Show me every line in the listing that has the word "TERMINATOR".
....
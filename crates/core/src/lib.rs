//! Core library for the Sorting Visualiser.
//!
//! The sorts in [`sorts`] never reorder the caller's data. Each one runs
//! against a private working copy and returns a [`Trace`]: the ordered log of
//! every comparison, copy and swap it performed. Replaying a trace against a
//! copy of the original input reproduces every intermediate state, which is
//! what the remaining modules consume to draw bars and play notes.
//!
//! ```
//! use sorting_visualiser_core::{replay, Algorithm};
//!
//! let input = vec![3, 1, 2];
//! let trace = Algorithm::Quick.trace(&input);
//!
//! let mut array = input.clone();
//! replay(&mut array, &trace)?;
//! assert_eq!(array, vec![1, 2, 3]);
//! # Ok::<(), sorting_visualiser_core::SortVizError>(())
//! ```

pub mod audio;
pub mod config;
pub mod error;
pub mod notes;
pub mod operation;
pub mod playback;
pub mod render;
pub mod replay;
pub mod sorts;
pub mod trace;

pub use audio::{LogSink, NoteEvent, NoteSink, RecordingSink, Scale, SinkGuard, Velocities};
pub use config::{AppConfig, AudioConfig, PlaybackConfig, RenderConfig};
pub use error::{Result, SortVizError};
pub use notes::NoteIndices;
pub use operation::Operation;
pub use playback::{Frame, Player};
pub use render::{Bar, BarChart};
pub use replay::{replay, replay_prefix, Replayer};
pub use sorts::{
    bubble_sort, insertion_sort, merge_sort, quick_sort, selection_sort, shell_sort, Algorithm,
};
pub use trace::{Trace, TraceStats};
use std::cmp::Ordering;

use crate::trace::Recorder;
use crate::Trace;

/// Top-down merge sort splitting at `(lo + hi) / 2`.
///
/// Each merge records `Compare(i, j)` on the two cursors followed by a
/// `Copy(k, winner)`; ties go to the left half. Once a half is exhausted the
/// other half is flushed with copies only.
pub fn merge_sort<T: Ord + Clone>(input: &[T]) -> Trace<T> {
    let mut rec = Recorder::new(input);
    if rec.len() > 1 {
        let hi = rec.len() - 1;
        sort_range(&mut rec, 0, hi);
    }
    rec.finish()
}

fn sort_range<T: Ord + Clone>(rec: &mut Recorder<T>, lo: usize, hi: usize) {
    if lo >= hi {
        return;
    }
    let mid = lo + (hi - lo) / 2;
    sort_range(rec, lo, mid);
    sort_range(rec, mid + 1, hi);
    merge(rec, lo, mid, hi);
}

fn merge<T: Ord + Clone>(rec: &mut Recorder<T>, lo: usize, mid: usize, hi: usize) {
    // only [lo, hi] is read back, so that is all the snapshot holds
    let aux = rec.snapshot(lo, hi);
    let at = |index: usize| &aux[index - lo];

    let (mut i, mut j, mut k) = (lo, mid + 1, lo);

    while i <= mid && j <= hi {
        if rec.compare_values(i, j, at(i), at(j)) != Ordering::Greater {
            rec.copy(k, at(i).clone());
            i += 1;
        } else {
            rec.copy(k, at(j).clone());
            j += 1;
        }
        k += 1;
    }

    for rest in (i..=mid).chain(j..=hi) {
        rec.copy(k, at(rest).clone());
        k += 1;
    }
}
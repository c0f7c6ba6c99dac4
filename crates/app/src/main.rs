use std::{path::PathBuf, thread, time::Duration};

use clap::{Parser, Subcommand};
use rand::{rngs::StdRng, Rng, SeedableRng};
use sorting_visualiser_core::{
    replay, AppConfig, Algorithm, BarChart, LogSink, NoteIndices, Player, Scale, SortVizError,
    Velocities,
};
use tracing_subscriber::EnvFilter;

fn main() -> sorting_visualiser_core::Result<()> {
    init_tracing();

    let cli = Cli::parse();

    match cli.command {
        Commands::Trace {
            algorithm,
            values,
            json,
        } => run_trace(algorithm, &values, json),
        Commands::Play {
            algorithm,
            size,
            seed,
            delay_ms,
            config,
        } => {
            let mut config = match config {
                Some(path) => AppConfig::from_path(path)?,
                None => AppConfig::default(),
            };
            if let Some(size) = size {
                config.playback.array_size = size;
            }
            if seed.is_some() {
                config.playback.seed = seed;
            }
            if let Some(delay_ms) = delay_ms {
                config.playback.step_delay_ms = delay_ms;
            }
            run_play(algorithm, &config)
        }
        Commands::Verify { size, rounds, seed } => run_verify(size, rounds, seed),
    }
}

fn run_trace(algorithm: Algorithm, values: &[i64], json: bool) -> sorting_visualiser_core::Result<()> {
    tracing::info!(%algorithm, len = values.len(), "recording trace");
    let trace = algorithm.trace(values);

    if json {
        println!("{}", serde_json::to_string_pretty(&trace)?);
        return Ok(());
    }

    for (step, op) in trace.iter().enumerate() {
        println!("{step:>5}  {op}");
    }

    let mut sorted = values.to_vec();
    replay(&mut sorted, &trace)?;
    let stats = trace.stats();
    println!(
        "{} compares, {} copies, {} swaps -> {sorted:?}",
        stats.compares, stats.copies, stats.swaps
    );
    Ok(())
}

fn run_play(algorithm: Algorithm, config: &AppConfig) -> sorting_visualiser_core::Result<()> {
    config.validate()?;
    let playback = &config.playback;
    let seed = playback.seed.unwrap_or_else(|| rand::rng().random());
    tracing::info!(%algorithm, size = playback.array_size, seed, "starting playback");

    let mut notes = NoteIndices::default();
    notes.initialize_and_shuffle(playback.array_size, &mut StdRng::seed_from_u64(seed));

    let scale = Scale::chromatic(config.audio.base_note, playback.array_size);
    let mut player = Player::new(
        notes,
        algorithm,
        scale,
        Velocities::from(&config.audio),
        LogSink,
    )?;
    let chart = BarChart::new(config.render.width, config.render.height);
    let delay = Duration::from_millis(playback.step_delay_ms);

    draw(&chart, player.notes(), 0, player.trace().len());
    while let Some(frame) = player.step()? {
        draw(&chart, player.notes(), frame.step + 1, player.trace().len());
        thread::sleep(delay);
    }

    let stats = player.trace().stats();
    tracing::info!(
        compares = stats.compares,
        copies = stats.copies,
        swaps = stats.swaps,
        "playback finished"
    );
    Ok(())
}

fn draw(chart: &BarChart, notes: &NoteIndices, step: usize, total: usize) {
    // clear the terminal and home the cursor
    print!("\x1b[2J\x1b[H");
    println!("{}", chart.to_text(notes));
    println!("step {step}/{total}");
}

fn run_verify(size: usize, rounds: usize, seed: u64) -> sorting_visualiser_core::Result<()> {
    let mut rng = StdRng::seed_from_u64(seed);

    for algorithm in Algorithm::ALL {
        let mut operations = 0;
        for round in 0..rounds {
            let len = rng.random_range(0..=size);
            let input: Vec<u32> = (0..len).map(|_| rng.random_range(0..100)).collect();
            let trace = algorithm.trace(&input);

            let mut array = input.clone();
            replay(&mut array, &trace)?;
            if !array.windows(2).all(|pair| pair[0] <= pair[1]) {
                return Err(SortVizError::msg(format!(
                    "{algorithm} sort left round {round} unsorted: {input:?} -> {array:?}"
                )));
            }
            operations += trace.len();
        }
        tracing::info!(%algorithm, rounds, operations, "verified");
    }

    println!("all {} algorithms verified", Algorithm::ALL.len());
    Ok(())
}

fn init_tracing() {
    let _ = tracing_subscriber::fmt()
        .with_env_filter(
            EnvFilter::try_from_default_env().unwrap_or_else(|_| EnvFilter::new("info")),
        )
        .with_writer(std::io::stderr)
        .try_init();
}

#[derive(Parser, Debug)]
#[command(author, version, about = "Watch and hear sorting algorithms at work", long_about = None)]
struct Cli {
    #[command(subcommand)]
    command: Commands,
}

#[derive(Subcommand, Debug)]
enum Commands {
    /// Print the operations a sort performs on the given values.
    Trace {
        /// Sorting algorithm to record.
        #[arg(short, long, default_value = "quick")]
        algorithm: Algorithm,
        /// Values to sort.
        #[arg(required = true, allow_negative_numbers = true)]
        values: Vec<i64>,
        /// Emit the trace as JSON instead of one operation per line.
        #[arg(long)]
        json: bool,
    },
    /// Shuffle an array and animate a sort in the terminal.
    Play {
        /// Sorting algorithm to animate.
        #[arg(short, long, default_value = "quick")]
        algorithm: Algorithm,
        /// Number of elements to shuffle.
        #[arg(short, long)]
        size: Option<usize>,
        /// Shuffle seed, for reproducible runs.
        #[arg(long)]
        seed: Option<u64>,
        /// Milliseconds to hold each frame.
        #[arg(short, long)]
        delay_ms: Option<u64>,
        /// Optional JSON configuration file.
        #[arg(short, long)]
        config: Option<PathBuf>,
    },
    /// Check every algorithm against random inputs.
    Verify {
        /// Largest input length to try.
        #[arg(short, long, default_value_t = 64)]
        size: usize,
        /// Random inputs per algorithm.
        #[arg(short, long, default_value_t = 100)]
        rounds: usize,
        /// Seed for the generated inputs.
        #[arg(long, default_value_t = 0)]
        seed: u64,
    },
}
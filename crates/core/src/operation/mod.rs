use serde::{Deserialize, Serialize};

use crate::{Result, SortVizError};

/// One elementary step recorded while a sort runs.
///
/// Copy stores an owned snapshot of the written value, so later writes to the
/// working array never change an already recorded event.
#[derive(Debug, Clone, PartialEq, Eq, Serialize, Deserialize)]
#[serde(tag = "op", rename_all = "snake_case")]
pub enum Operation<T> {
    /// The algorithm inspected positions `i` and `j`.
    Compare { i: usize, j: usize },
    /// Position `index` was set to `value`.
    Copy { index: usize, value: T },
    /// Positions `i` and `j` exchanged contents.
    Swap { i: usize, j: usize },
}

impl<T: Clone> Operation<T> {
    /// Applies the operation to `array`.
    ///
    /// # Panics
    ///
    /// Panics if any affected index is outside `array`. Operations produced by
    /// the sorts in this crate are always in range for the array length they
    /// were recorded against; use [`Operation::try_apply`] for traces of
    /// unknown origin.
    pub fn apply(&self, array: &mut [T]) {
        if let Err(err) = self.check_bounds(array.len()) {
            panic!("cannot apply {}: {err}", self.kind());
        }
        self.apply_unchecked(array);
    }

    /// Applies the operation, reporting out-of-range indices instead of
    /// panicking. The array is left untouched on error.
    pub fn try_apply(&self, array: &mut [T]) -> Result<()> {
        self.check_bounds(array.len())?;
        self.apply_unchecked(array);
        Ok(())
    }

    fn apply_unchecked(&self, array: &mut [T]) {
        match self {
            Operation::Compare { .. } => {}
            Operation::Copy { index, value } => array[*index] = value.clone(),
            Operation::Swap { i, j } => array.swap(*i, *j),
        }
    }
}

impl<T> Operation<T> {
    /// Positions a renderer should highlight for this event.
    pub fn affected_indices(&self) -> Vec<usize> {
        match self {
            Operation::Compare { i, j } | Operation::Swap { i, j } => vec![*i, *j],
            Operation::Copy { index, .. } => vec![*index],
        }
    }

    /// True for data movement (Copy, Swap), false for pure inspection.
    pub fn is_emphasized(&self) -> bool {
        match self {
            Operation::Compare { .. } => false,
            Operation::Copy { .. } | Operation::Swap { .. } => true,
        }
    }

    /// Short lowercase name of the variant.
    pub fn kind(&self) -> &'static str {
        match self {
            Operation::Compare { .. } => "compare",
            Operation::Copy { .. } => "copy",
            Operation::Swap { .. } => "swap",
        }
    }

    /// Verifies that every affected index is valid for an array of `len`.
    pub fn check_bounds(&self, len: usize) -> Result<()> {
        match self
            .affected_indices()
            .into_iter()
            .find(|&index| index >= len)
        {
            Some(index) => Err(SortVizError::IndexOutOfBounds { index, len }),
            None => Ok(()),
        }
    }
}

impl<T: std::fmt::Debug> std::fmt::Display for Operation<T> {
    fn fmt(&self, f: &mut std::fmt::Formatter<'_>) -> std::fmt::Result {
        match self {
            Operation::Compare { i, j } => write!(f, "compare({i}, {j})"),
            Operation::Copy { index, value } => write!(f, "copy({index}, {value:?})"),
            Operation::Swap { i, j } => write!(f, "swap({i}, {j})"),
        }
    }
}
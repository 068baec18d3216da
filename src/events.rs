//! Everything the driver emits toward the host: high-level notifications,
//! synthetic pointer events, and the two host facilities the session calls
//! into (pointer injection and display-topology remapping).

use serde::Serialize;
use strum_macros::Display;

use crate::constants::POINTER_ID;

/// One decoded touch sample, already scaled to screen coordinates.
#[derive(Debug, Clone, Copy, PartialEq, Eq, Serialize)]
pub struct TouchSample {
    pub down: bool,
    pub x: i32,
    pub y: i32,
    /// Always [`POINTER_ID`]; the controller reports one contact at a time.
    pub pointer_id: u8,
}

impl TouchSample {
    pub fn new(down: bool, x: i32, y: i32) -> Self {
        Self {
            down,
            x,
            y,
            pointer_id: POINTER_ID,
        }
    }
}

#[derive(Debug, Clone, Copy, PartialEq, Eq, Display, Serialize)]
pub enum PointerPhase {
    Down,
    Update,
    Up,
}

/// Synthetic pointer event handed to the host's injection facility.
#[derive(Debug, Clone, Copy, PartialEq, Eq, Serialize)]
pub struct PointerEvent {
    pub phase: PointerPhase,
    pub x: i32,
    pub y: i32,
    pub pointer_id: u8,
}

impl PointerEvent {
    pub fn new(phase: PointerPhase, x: i32, y: i32) -> Self {
        Self {
            phase,
            x,
            y,
            pointer_id: POINTER_ID,
        }
    }
}

/// OS-level synthetic-pointer-injection facility.
pub trait PointerSink: Send + Sync {
    fn inject(&self, event: PointerEvent) -> std::io::Result<()>;
}

/// Host display-topology facility. [`remap_touch_displays`](Self::remap_touch_displays)
/// is called once, after the first successful identity handshake, so the OS
/// can associate the digitizer with the right display.
pub trait DisplayTopology: Send + Sync {
    fn remap_touch_displays(&self) -> std::io::Result<()>;
}

/// Tint of one calibration crosshair on the operator screen.
#[derive(Debug, Clone, Copy, PartialEq, Eq, Display, Serialize)]
pub enum CrosshairColor {
    /// Not this target's turn yet.
    Inactive,
    /// Waiting for the operator to touch this target.
    Active,
    /// The controller acknowledged the touch.
    Acknowledged,
    /// The sequence failed at this target.
    Error,
}

/// Progress snapshot of the two-point calibration.
#[derive(Debug, Clone, Copy, PartialEq, Eq, Serialize)]
pub struct CalibrationStatus {
    /// Raw controller status byte when a step failed, `None` on progress.
    pub error_code: Option<u8>,
    /// Key the operator UI resolves to a localized prompt.
    pub message_key: &'static str,
    pub lower_left: CrosshairColor,
    pub upper_right: CrosshairColor,
}

/// High-level notifications broadcast to the host process.
#[derive(Debug, Clone, Copy, PartialEq, Eq, Serialize)]
pub enum TouchNotification {
    /// Data arrived again after a disconnect episode.
    Connected,
    /// Keep-alive probes went unanswered.
    Disconnected,
    CalibrationStatus(CalibrationStatus),
    CalibrationCompleted {
        success: bool,
        message_key: &'static str,
    },
}

/// Message keys for the operator-facing calibration UI.
pub mod message_key {
    /// Prompt to touch the lower-left crosshair.
    pub const TOUCH_LOWER_LEFT: &str = "calibration.touch_lower_left";
    /// Prompt to touch the upper-right crosshair.
    pub const TOUCH_UPPER_RIGHT: &str = "calibration.touch_upper_right";
    /// A step failed; the device is being reset for another attempt.
    pub const FAILED_RETRYING: &str = "calibration.failed_retrying";
    /// Both targets acknowledged.
    pub const COMPLETED: &str = "calibration.completed";
    /// Retry budget exhausted.
    pub const ABANDONED: &str = "calibration.abandoned";
}
//! Coordinate codec for the controller's 14-bit reporting format.
//!
//! The controller reports each axis as two bytes with the high bit reserved:
//! the sync bit marks the start of a touch frame, so data bytes may only use
//! their low seven bits. Bit 7 of the low half therefore travels in bit 0 of
//! the high half and has to be stitched back in when decoding.

use crate::constants::{
    COORDINATE_MAX, HEADER, MIN_RESPONSE_LEN, PROXIMITY_BIT, SYNC_BIT, TERMINATOR, TOUCH_FRAME_LEN,
};

/// Reconstruct a 14-bit coordinate from its low/high wire bytes.
///
/// `low_order_mask` names low-order bits of the low byte to discard before
/// composing (jitter suppression on noisy panels; `0` keeps full resolution).
/// The masked high byte's bit 0 carries the low byte's missing bit 7; after
/// restoring it, the remaining high bits shift down and the result is
/// `(high << 8) | low`, in `0..=16383`.
pub fn decode_14bit(byte_low: u8, byte_high: u8, low_order_mask: u8) -> u16 {
    let mut low = byte_low & !(SYNC_BIT | low_order_mask);
    let mut high = byte_high & !SYNC_BIT;
    if high & 0x01 != 0 {
        low |= SYNC_BIT;
    }
    high >>= 1;
    (u16::from(high) << 8) | u16::from(low)
}

/// Split a 14-bit coordinate into the low/high wire bytes `decode_14bit`
/// consumes. Values above [`COORDINATE_MAX`] are truncated to 14 bits.
pub fn encode_14bit(value: u16) -> (u8, u8) {
    let value = value & COORDINATE_MAX;
    let low = (value & 0x7F) as u8;
    let carry = ((value >> 7) & 0x01) as u8;
    let high = (((value >> 8) as u8) << 1) | carry;
    (low, high)
}

/// Map device coordinates onto a `screen_width` x `screen_height` display.
///
/// The device origin is the lower-left corner while the host origin is the
/// upper-left, so Y is flipped before scaling.
pub fn scale_to_screen(raw_x: u16, raw_y: u16, screen_width: u32, screen_height: u32) -> (i32, i32) {
    let adjust_x = f64::from(COORDINATE_MAX) / f64::from(screen_width);
    let x = if raw_x > 0 {
        (f64::from(raw_x) / adjust_x).round()
    } else {
        0.0
    };

    let flipped_y = COORDINATE_MAX.saturating_sub(raw_y);
    let adjust_y = f64::from(COORDINATE_MAX) / f64::from(screen_height);
    let y = if flipped_y > 0 {
        (f64::from(flipped_y) / adjust_y).round()
    } else {
        0.0
    };

    (x as i32, y as i32)
}

/// True when `byte` carries the touch-frame sync marker.
pub fn has_sync_bit(byte: u8) -> bool {
    byte & SYNC_BIT != 0
}

/// True when a touch status byte reports contact (down) rather than lift-off.
pub fn has_proximity_bit(byte: u8) -> bool {
    byte & PROXIMITY_BIT != 0
}

/// True for a complete, well-formed touch frame.
pub fn is_valid_touch_frame(bytes: &[u8]) -> bool {
    bytes.len() == TOUCH_FRAME_LEN && bytes.first().is_some_and(|&b| has_sync_bit(b))
}

/// True for a complete, well-formed command-response frame.
pub fn is_valid_response_frame(bytes: &[u8]) -> bool {
    bytes.len() >= MIN_RESPONSE_LEN
        && bytes.first() == Some(&HEADER)
        && bytes.last() == Some(&TERMINATOR)
}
....
Response to the task
    COORDINATE_MAX, HEADER, MIN_RESPONSE_LEN, PROXIMITY_BIT, SYNC_BIT, TERMINATOR, TOUCH_FRAME_LEN,
        && bytes.last() == Some(&TERMINATOR)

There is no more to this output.